Goal of the exercise: Pick out the lines in the listing below that contain the word "payload" and copy them.

Given information:

- Opening Delimiter -

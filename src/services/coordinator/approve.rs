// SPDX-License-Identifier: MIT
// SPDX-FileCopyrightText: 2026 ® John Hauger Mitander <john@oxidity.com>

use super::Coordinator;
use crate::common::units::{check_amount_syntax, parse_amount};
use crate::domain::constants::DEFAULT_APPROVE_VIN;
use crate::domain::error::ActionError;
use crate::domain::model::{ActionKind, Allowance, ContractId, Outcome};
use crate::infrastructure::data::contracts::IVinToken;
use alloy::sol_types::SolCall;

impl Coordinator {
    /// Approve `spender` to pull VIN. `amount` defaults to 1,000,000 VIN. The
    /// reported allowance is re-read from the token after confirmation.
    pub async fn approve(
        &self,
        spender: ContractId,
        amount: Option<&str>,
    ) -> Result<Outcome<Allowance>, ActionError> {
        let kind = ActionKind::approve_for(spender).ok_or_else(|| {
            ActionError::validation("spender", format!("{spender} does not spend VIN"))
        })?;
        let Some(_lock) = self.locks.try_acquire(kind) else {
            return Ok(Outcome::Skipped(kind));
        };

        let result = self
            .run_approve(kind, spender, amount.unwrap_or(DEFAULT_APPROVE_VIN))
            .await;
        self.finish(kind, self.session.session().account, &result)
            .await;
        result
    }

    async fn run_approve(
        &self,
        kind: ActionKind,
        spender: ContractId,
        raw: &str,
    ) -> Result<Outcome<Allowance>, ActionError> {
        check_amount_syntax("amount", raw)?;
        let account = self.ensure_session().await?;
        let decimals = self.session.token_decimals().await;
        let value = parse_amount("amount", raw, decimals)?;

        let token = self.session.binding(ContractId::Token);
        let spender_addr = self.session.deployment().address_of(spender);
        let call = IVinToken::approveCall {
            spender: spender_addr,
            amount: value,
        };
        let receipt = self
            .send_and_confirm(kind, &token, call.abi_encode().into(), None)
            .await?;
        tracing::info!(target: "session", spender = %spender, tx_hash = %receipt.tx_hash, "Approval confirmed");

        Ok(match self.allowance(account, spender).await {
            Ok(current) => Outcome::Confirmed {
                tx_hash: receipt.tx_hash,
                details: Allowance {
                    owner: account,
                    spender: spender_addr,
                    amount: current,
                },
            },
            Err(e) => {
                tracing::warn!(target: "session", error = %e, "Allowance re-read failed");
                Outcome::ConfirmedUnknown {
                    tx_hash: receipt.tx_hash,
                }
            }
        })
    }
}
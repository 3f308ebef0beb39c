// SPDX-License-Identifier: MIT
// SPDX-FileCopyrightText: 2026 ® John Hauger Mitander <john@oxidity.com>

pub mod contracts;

- Closing Delimiter -
- Opening Delimiter -

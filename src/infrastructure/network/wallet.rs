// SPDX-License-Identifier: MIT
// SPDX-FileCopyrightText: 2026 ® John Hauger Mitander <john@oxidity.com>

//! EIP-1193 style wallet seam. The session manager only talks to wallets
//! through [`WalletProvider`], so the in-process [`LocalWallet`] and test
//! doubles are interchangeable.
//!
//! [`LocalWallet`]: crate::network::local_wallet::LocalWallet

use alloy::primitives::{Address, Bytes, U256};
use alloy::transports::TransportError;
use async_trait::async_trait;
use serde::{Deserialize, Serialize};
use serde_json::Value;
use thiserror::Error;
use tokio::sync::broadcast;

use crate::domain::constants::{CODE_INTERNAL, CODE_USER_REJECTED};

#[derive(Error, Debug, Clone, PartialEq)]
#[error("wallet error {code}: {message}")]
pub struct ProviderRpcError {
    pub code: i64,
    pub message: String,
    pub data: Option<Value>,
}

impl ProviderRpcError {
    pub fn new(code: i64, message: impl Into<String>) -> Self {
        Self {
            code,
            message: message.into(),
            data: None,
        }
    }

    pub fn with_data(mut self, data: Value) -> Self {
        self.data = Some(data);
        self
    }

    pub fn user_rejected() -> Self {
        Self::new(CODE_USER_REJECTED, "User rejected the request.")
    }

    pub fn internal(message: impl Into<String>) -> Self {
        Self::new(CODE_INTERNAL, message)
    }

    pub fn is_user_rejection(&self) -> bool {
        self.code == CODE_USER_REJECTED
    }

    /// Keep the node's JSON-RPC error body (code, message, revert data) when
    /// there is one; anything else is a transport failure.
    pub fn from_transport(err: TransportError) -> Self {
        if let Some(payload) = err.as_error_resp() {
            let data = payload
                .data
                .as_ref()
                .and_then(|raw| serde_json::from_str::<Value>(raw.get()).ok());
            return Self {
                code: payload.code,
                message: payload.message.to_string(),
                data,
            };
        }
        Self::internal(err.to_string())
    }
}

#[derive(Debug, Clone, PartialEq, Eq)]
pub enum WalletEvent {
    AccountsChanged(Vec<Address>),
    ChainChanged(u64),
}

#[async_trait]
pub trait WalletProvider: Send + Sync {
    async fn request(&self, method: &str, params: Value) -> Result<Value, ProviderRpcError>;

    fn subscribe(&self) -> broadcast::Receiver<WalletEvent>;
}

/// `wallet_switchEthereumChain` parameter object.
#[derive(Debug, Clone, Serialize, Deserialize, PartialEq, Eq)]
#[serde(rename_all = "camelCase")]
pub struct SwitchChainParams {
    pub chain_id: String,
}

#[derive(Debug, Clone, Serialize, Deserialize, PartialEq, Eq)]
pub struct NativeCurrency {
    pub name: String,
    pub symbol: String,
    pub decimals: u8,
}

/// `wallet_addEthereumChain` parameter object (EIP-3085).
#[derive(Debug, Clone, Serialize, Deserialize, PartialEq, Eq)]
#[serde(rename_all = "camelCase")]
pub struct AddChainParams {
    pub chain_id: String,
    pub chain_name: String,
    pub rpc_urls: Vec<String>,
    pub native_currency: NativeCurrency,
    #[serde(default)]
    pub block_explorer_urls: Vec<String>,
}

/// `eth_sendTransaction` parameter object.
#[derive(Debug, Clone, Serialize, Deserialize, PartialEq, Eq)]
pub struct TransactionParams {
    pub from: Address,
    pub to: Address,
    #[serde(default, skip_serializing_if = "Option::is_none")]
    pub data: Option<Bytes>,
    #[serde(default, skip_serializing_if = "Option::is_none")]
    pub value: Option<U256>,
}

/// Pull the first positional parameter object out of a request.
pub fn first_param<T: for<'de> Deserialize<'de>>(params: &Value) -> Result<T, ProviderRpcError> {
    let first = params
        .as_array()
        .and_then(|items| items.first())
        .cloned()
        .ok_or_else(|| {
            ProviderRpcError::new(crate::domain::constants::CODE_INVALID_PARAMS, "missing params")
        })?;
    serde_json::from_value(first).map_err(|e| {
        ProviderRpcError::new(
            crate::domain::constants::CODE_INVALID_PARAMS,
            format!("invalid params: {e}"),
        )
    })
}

- Closing Delimiter -
- Opening Delimiter -

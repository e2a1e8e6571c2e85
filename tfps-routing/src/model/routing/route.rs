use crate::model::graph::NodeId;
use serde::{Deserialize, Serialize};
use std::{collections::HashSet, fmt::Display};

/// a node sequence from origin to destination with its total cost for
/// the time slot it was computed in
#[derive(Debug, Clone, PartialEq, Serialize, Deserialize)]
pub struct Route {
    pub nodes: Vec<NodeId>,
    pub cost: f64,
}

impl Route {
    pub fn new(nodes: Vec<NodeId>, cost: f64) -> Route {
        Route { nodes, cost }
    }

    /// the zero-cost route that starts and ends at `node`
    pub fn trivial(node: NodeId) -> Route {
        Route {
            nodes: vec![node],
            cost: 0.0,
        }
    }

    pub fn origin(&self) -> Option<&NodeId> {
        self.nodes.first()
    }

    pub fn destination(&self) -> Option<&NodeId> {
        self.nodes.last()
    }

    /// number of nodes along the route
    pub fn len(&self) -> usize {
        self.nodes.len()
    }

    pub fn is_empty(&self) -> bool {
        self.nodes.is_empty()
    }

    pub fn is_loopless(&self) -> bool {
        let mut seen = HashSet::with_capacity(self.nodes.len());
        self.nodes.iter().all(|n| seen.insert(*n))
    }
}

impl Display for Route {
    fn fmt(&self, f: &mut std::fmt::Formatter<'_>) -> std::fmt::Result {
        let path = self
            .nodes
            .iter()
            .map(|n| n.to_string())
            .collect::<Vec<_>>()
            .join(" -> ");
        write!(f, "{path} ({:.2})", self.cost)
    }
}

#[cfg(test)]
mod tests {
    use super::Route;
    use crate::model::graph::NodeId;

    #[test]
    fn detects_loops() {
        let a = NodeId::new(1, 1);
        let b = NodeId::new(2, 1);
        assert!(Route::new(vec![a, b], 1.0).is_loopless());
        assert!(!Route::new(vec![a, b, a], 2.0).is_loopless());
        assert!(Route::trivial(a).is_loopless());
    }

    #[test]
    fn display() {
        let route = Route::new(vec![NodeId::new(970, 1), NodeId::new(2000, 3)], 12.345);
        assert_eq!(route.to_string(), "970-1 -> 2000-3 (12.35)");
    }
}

- Closing Delimiter -

Expected answer:
        if let Some(payload) = err.as_error_resp() {
            let data = payload
                code: payload.code,
                message: payload.message.to_string(),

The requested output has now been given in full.